Data extracts:
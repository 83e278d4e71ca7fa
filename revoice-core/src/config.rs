//! Engine configuration snapshots.
//!
//! `ConversionSettings` is copied into the worker at stream start and is
//! read-only for the lifetime of that stream — knob changes apply on the
//! next start/stop cycle, never mid-stream.

use serde::{Deserialize, Serialize};

use crate::pitch::PitchMethod;

/// Fixed sample rate of the embedder / pitch-predictor front end (Hz).
pub const FEATURE_RATE: u32 = 16_000;

/// Analysis window of the feature front end, in samples at `FEATURE_RATE`.
/// One feature frame covers 10 ms.
pub const WINDOW: usize = 160;

/// Reflect-pad context added on each side of a block before feature and
/// pitch extraction, in seconds. The offline pipeline pads by a full
/// second; for 20–60 ms realtime blocks that would dominate the chunk,
/// so the realtime engine uses a tenth of it.
pub const CONTEXT_SECS: f32 = 0.1;

/// Per-stream conversion knobs.
#[derive(Debug, Clone, Serialize, Deserialize)]
#[serde(rename_all = "camelCase", default)]
pub struct ConversionSettings {
    /// Pitch shift in semitones, clamped to ±24.
    pub pitch_shift: i32,
    /// Retrieval blend rate in [0, 1]. 0 disables blending.
    pub index_rate: f32,
    /// Voiceless-consonant protection strength in [0, 0.5].
    /// 0.5 disables protection.
    pub protect: f32,
    /// Which pitch predictor to run.
    pub pitch_method: PitchMethod,
    /// Pull the pitch curve toward the nearest equal-tempered note.
    pub autotune: bool,
    /// Autotune pull strength in [0, 1].
    pub autotune_strength: f32,
    /// Output volume-envelope mix in [0, 1]:
    /// 0 = fully the input's envelope, 1 = fully the converted envelope.
    pub envelope_mix: f32,
    /// Gate non-speech blocks before conversion.
    pub vad_enabled: bool,
    /// VAD sensitivity mode in [0, 3]; 3 is most aggressive.
    pub vad_sensitivity: u8,
}

impl Default for ConversionSettings {
    fn default() -> Self {
        Self {
            pitch_shift: 0,
            index_rate: 0.75,
            protect: 0.33,
            pitch_method: PitchMethod::Rmvpe,
            autotune: false,
            autotune_strength: 0.8,
            envelope_mix: 1.0,
            vad_enabled: true,
            vad_sensitivity: 3,
        }
    }
}

impl ConversionSettings {
    /// Clamp every knob into its documented range.
    pub fn clamped(mut self) -> Self {
        self.pitch_shift = self.pitch_shift.clamp(-24, 24);
        self.index_rate = self.index_rate.clamp(0.0, 1.0);
        self.protect = self.protect.clamp(0.0, 0.5);
        self.autotune_strength = self.autotune_strength.clamp(0.0, 1.0);
        self.envelope_mix = self.envelope_mix.clamp(0.0, 1.0);
        self.vad_sensitivity = self.vad_sensitivity.min(3);
        self
    }
}

/// Duplex transport configuration.
#[derive(Debug, Clone, Serialize, Deserialize)]
#[serde(rename_all = "camelCase", default)]
pub struct StreamConfig {
    /// Input device name; `None` selects the system default microphone.
    pub input_device: Option<String>,
    /// Output device name; `None` selects the system default output.
    pub output_device: Option<String>,
    /// Device sample rate for both legs (Hz).
    pub sample_rate: u32,
    /// Samples per hardware callback. One block is the hard deadline unit.
    pub block_size: usize,
}

impl Default for StreamConfig {
    fn default() -> Self {
        Self {
            input_device: None,
            output_device: None,
            sample_rate: 48_000,
            block_size: 1024,
        }
    }
}

impl StreamConfig {
    /// Duration of one block — the hardware deadline for the full pipeline.
    pub fn block_duration_secs(&self) -> f64 {
        self.block_size as f64 / self.sample_rate as f64
    }
}

#[cfg(test)]
mod tests {
    use super::*;

    #[test]
    fn defaults_are_in_range() {
        let s = ConversionSettings::default();
        let c = s.clone().clamped();
        assert_eq!(s.pitch_shift, c.pitch_shift);
        assert_eq!(s.index_rate, c.index_rate);
        assert_eq!(s.protect, c.protect);
    }

    #[test]
    fn clamped_limits_out_of_range_values() {
        let s = ConversionSettings {
            pitch_shift: 60,
            index_rate: 1.7,
            protect: 0.9,
            autotune_strength: -1.0,
            envelope_mix: 2.0,
            vad_sensitivity: 9,
            ..Default::default()
        }
        .clamped();
        assert_eq!(s.pitch_shift, 24);
        assert_eq!(s.index_rate, 1.0);
        assert_eq!(s.protect, 0.5);
        assert_eq!(s.autotune_strength, 0.0);
        assert_eq!(s.envelope_mix, 1.0);
        assert_eq!(s.vad_sensitivity, 3);
    }

    #[test]
    fn block_duration_at_48k() {
        let cfg = StreamConfig::default();
        let dur = cfg.block_duration_secs();
        assert!((dur - 1024.0 / 48_000.0).abs() < 1e-12);
    }

    #[test]
    fn settings_serialize_camel_case() {
        let json = serde_json::to_value(ConversionSettings::default()).unwrap();
        assert_eq!(json["pitchShift"], 0);
        assert_eq!(json["pitchMethod"], "rmvpe");
        assert_eq!(json["vadEnabled"], true);
    }
}
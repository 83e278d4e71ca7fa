//! Deterministic in-process backend for tests and benchmarks.
//!
//! Produces shape-correct tensors with no model weights: the embedder
//! emits one frame per 320 input samples, the synthesizer emits
//! `frame_len * WINDOW * target_rate / feature_rate` samples of a quiet
//! sine. Load-call counters make idempotence observable.

use std::path::Path;
use std::sync::atomic::{AtomicUsize, Ordering};
use std::sync::Arc;

use crate::config::{FEATURE_RATE, WINDOW};
use crate::error::{Result, RevoiceError};
use crate::pitch::{PitchMethod, PitchTrack};

use super::backend::{
    ConversionBackend, EmbedderHandle, FeatureExtractor, GeneratorInfo, ModelVersion,
    PitchHandle, PitchPredictor, SynthHandle, Synthesizer,
};
use super::features::FeatureTensor;
use super::retrieval::IndexData;

/// One embedder frame covers 320 input samples (two analysis windows).
const EMBED_HOP: usize = 2 * WINDOW;

pub struct StubEmbedder {
    dim: usize,
    pub extract_calls: Arc<AtomicUsize>,
}

impl FeatureExtractor for StubEmbedder {
    fn identity(&self) -> &str {
        "stub"
    }

    fn extract(&mut self, padded: &[f32]) -> Result<FeatureTensor> {
        self.extract_calls.fetch_add(1, Ordering::Relaxed);
        let frames = padded.len() / EMBED_HOP;
        let mut tensor = FeatureTensor::zeros(frames, self.dim);
        // Encode the frame energy in the first component so retrieval
        // and blending have something non-degenerate to chew on.
        for f in 0..frames {
            let chunk = &padded[f * EMBED_HOP..(f + 1) * EMBED_HOP];
            let energy = chunk.iter().map(|s| s * s).sum::<f32>() / EMBED_HOP as f32;
            tensor.row_mut(f)[0] = energy.sqrt();
        }
        Ok(tensor)
    }
}

pub struct StubPitch {
    f0_hz: f32,
}

impl PitchPredictor for StubPitch {
    fn estimate(&mut self, _padded: &[f32], frame_count: usize) -> Result<Vec<f32>> {
        Ok(vec![self.f0_hz; frame_count])
    }
}

pub struct StubSynthesizer {
    target_rate: u32,
    /// When set, emit this many samples instead of the natural length.
    short_output: Option<usize>,
}

impl Synthesizer for StubSynthesizer {
    fn synthesize(
        &mut self,
        features: &FeatureTensor,
        frame_len: usize,
        pitch: Option<&PitchTrack>,
        _speaker_id: u32,
    ) -> Result<Vec<f32>> {
        if features.frames() == 0 {
            return Err(RevoiceError::Processing("empty feature tensor".into()));
        }
        let natural = frame_len * WINDOW * self.target_rate as usize / FEATURE_RATE as usize;
        let len = self.short_output.unwrap_or(natural);

        let base_hz = pitch
            .and_then(|p| p.fine.iter().copied().find(|f| *f > 0.0))
            .unwrap_or(220.0);
        let step = std::f32::consts::TAU * base_hz / self.target_rate as f32;
        Ok((0..len).map(|i| 0.1 * (i as f32 * step).sin()).collect())
    }
}

/// Backend whose loads always succeed (unless told otherwise) and count
/// how often they were asked to do real work.
pub struct StubBackend {
    pub embedder_loads: Arc<AtomicUsize>,
    pub generator_loads: Arc<AtomicUsize>,
    pub index_loads: Arc<AtomicUsize>,
    /// Shared with every embedder handed out.
    pub extract_calls: Arc<AtomicUsize>,
    target_rate: u32,
    uses_pitch: bool,
    f0_hz: f32,
    short_output: Option<usize>,
    fail_generator: bool,
    fail_index: bool,
}

impl StubBackend {
    pub fn new() -> Self {
        Self {
            embedder_loads: Arc::new(AtomicUsize::new(0)),
            generator_loads: Arc::new(AtomicUsize::new(0)),
            index_loads: Arc::new(AtomicUsize::new(0)),
            extract_calls: Arc::new(AtomicUsize::new(0)),
            target_rate: 40_000,
            uses_pitch: true,
            f0_hz: 220.0,
            short_output: None,
            fail_generator: false,
            fail_index: false,
        }
    }

    pub fn with_target_rate(mut self, rate: u32) -> Self {
        self.target_rate = rate;
        self
    }

    pub fn without_pitch(mut self) -> Self {
        self.uses_pitch = false;
        self
    }

    pub fn with_f0(mut self, hz: f32) -> Self {
        self.f0_hz = hz;
        self
    }

    /// Force the synthesizer to emit `len` samples regardless of input.
    pub fn with_short_output(mut self, len: usize) -> Self {
        self.short_output = Some(len);
        self
    }

    pub fn failing_generator(mut self) -> Self {
        self.fail_generator = true;
        self
    }

    pub fn failing_index(mut self) -> Self {
        self.fail_index = true;
        self
    }
}

impl Default for StubBackend {
    fn default() -> Self {
        Self::new()
    }
}

impl ConversionBackend for StubBackend {
    fn load_embedder(&self, _name: &str, _custom_path: Option<&Path>) -> Result<EmbedderHandle> {
        self.embedder_loads.fetch_add(1, Ordering::Relaxed);
        Ok(EmbedderHandle::new(StubEmbedder {
            dim: ModelVersion::V2.hidden_dim(),
            extract_calls: Arc::clone(&self.extract_calls),
        }))
    }

    fn load_generator(&self, model_path: &Path) -> Result<(SynthHandle, GeneratorInfo)> {
        if self.fail_generator {
            return Err(RevoiceError::ModelNotFound {
                path: model_path.to_path_buf(),
            });
        }
        self.generator_loads.fetch_add(1, Ordering::Relaxed);
        let info = GeneratorInfo {
            target_rate: self.target_rate,
            uses_pitch: self.uses_pitch,
            version: ModelVersion::V2,
            vocoder: "stub".to_string(),
            speaker_count: 2,
            embedding_dim: ModelVersion::V2.hidden_dim(),
        };
        let handle = SynthHandle::new(StubSynthesizer {
            target_rate: self.target_rate,
            short_output: self.short_output,
        });
        Ok((handle, info))
    }

    fn load_index(&self, index_path: &Path) -> Result<IndexData> {
        if self.fail_index {
            return Err(RevoiceError::ResourceLoad(format!(
                "unreadable index: {}",
                index_path.display()
            )));
        }
        self.index_loads.fetch_add(1, Ordering::Relaxed);
        let dim = ModelVersion::V2.hidden_dim();
        let count = 8;
        let vectors = (0..count * dim)
            .map(|i| ((i % 17) as f32) * 0.05)
            .collect();
        IndexData::new(vectors, count, dim)
    }

    fn pitch_predictor(&self, method: PitchMethod) -> Result<PitchHandle> {
        match method {
            PitchMethod::Zero => Err(RevoiceError::Processing(
                "zero pitch method has no predictor".into(),
            )),
            _ => Ok(PitchHandle::new(StubPitch { f0_hz: self.f0_hz })),
        }
    }
}

#[cfg(test)]
mod tests {
    use super::*;

    #[test]
    fn embedder_frame_count_tracks_input_length() {
        let backend = StubBackend::new();
        let handle = backend.load_embedder("contentvec", None).unwrap();
        let input = vec![0.0f32; 4800];
        let tensor = handle.lock().extract(&input).unwrap();
        assert_eq!(tensor.frames(), 4800 / 320);
        assert_eq!(tensor.dim(), 768);
        assert_eq!(backend.extract_calls.load(Ordering::Relaxed), 1);
    }

    #[test]
    fn synthesizer_output_length_scales_with_target_rate() {
        let backend = StubBackend::new().with_target_rate(32_000);
        let (handle, info) = backend.load_generator(Path::new("m.onnx")).unwrap();
        assert_eq!(info.target_rate, 32_000);
        let features = FeatureTensor::zeros(30, 768);
        let out = handle.lock().synthesize(&features, 30, None, 0).unwrap();
        assert_eq!(out.len(), 30 * WINDOW * 2); // 32k = 2 * 16k
    }

    #[test]
    fn pitch_predictor_is_constant() {
        let backend = StubBackend::new().with_f0(110.0);
        let handle = backend.pitch_predictor(PitchMethod::Rmvpe).unwrap();
        let f0 = handle.lock().estimate(&[0.0; 3200], 20).unwrap();
        assert_eq!(f0.len(), 20);
        assert!(f0.iter().all(|v| (*v - 110.0).abs() < f32::EPSILON));
    }
}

Activity: Among the entries above, the line containing "embedder handed out.", the line containing "self.f0_hz = hz;", and all lines between them are to be restated word for word; nothing else belongs in the reply.

Task answer:
    /// Shared with every embedder handed out.
    pub extract_calls: Arc<AtomicUsize>,
    target_rate: u32,
    uses_pitch: bool,
    f0_hz: f32,
    short_output: Option<usize>,
    fail_generator: bool,
    fail_index: bool,
}

impl StubBackend {
    pub fn new() -> Self {
        Self {
            embedder_loads: Arc::new(AtomicUsize::new(0)),
            generator_loads: Arc::new(AtomicUsize::new(0)),
            index_loads: Arc::new(AtomicUsize::new(0)),
            extract_calls: Arc::new(AtomicUsize::new(0)),
            target_rate: 40_000,
            uses_pitch: true,
            f0_hz: 220.0,
            short_output: None,
            fail_generator: false,
            fail_index: false,
        }
    }

    pub fn with_target_rate(mut self, rate: u32) -> Self {
        self.target_rate = rate;
        self
    }

    pub fn without_pitch(mut self) -> Self {
        self.uses_pitch = false;
        self
    }

    pub fn with_f0(mut self, hz: f32) -> Self {
        self.f0_hz = hz;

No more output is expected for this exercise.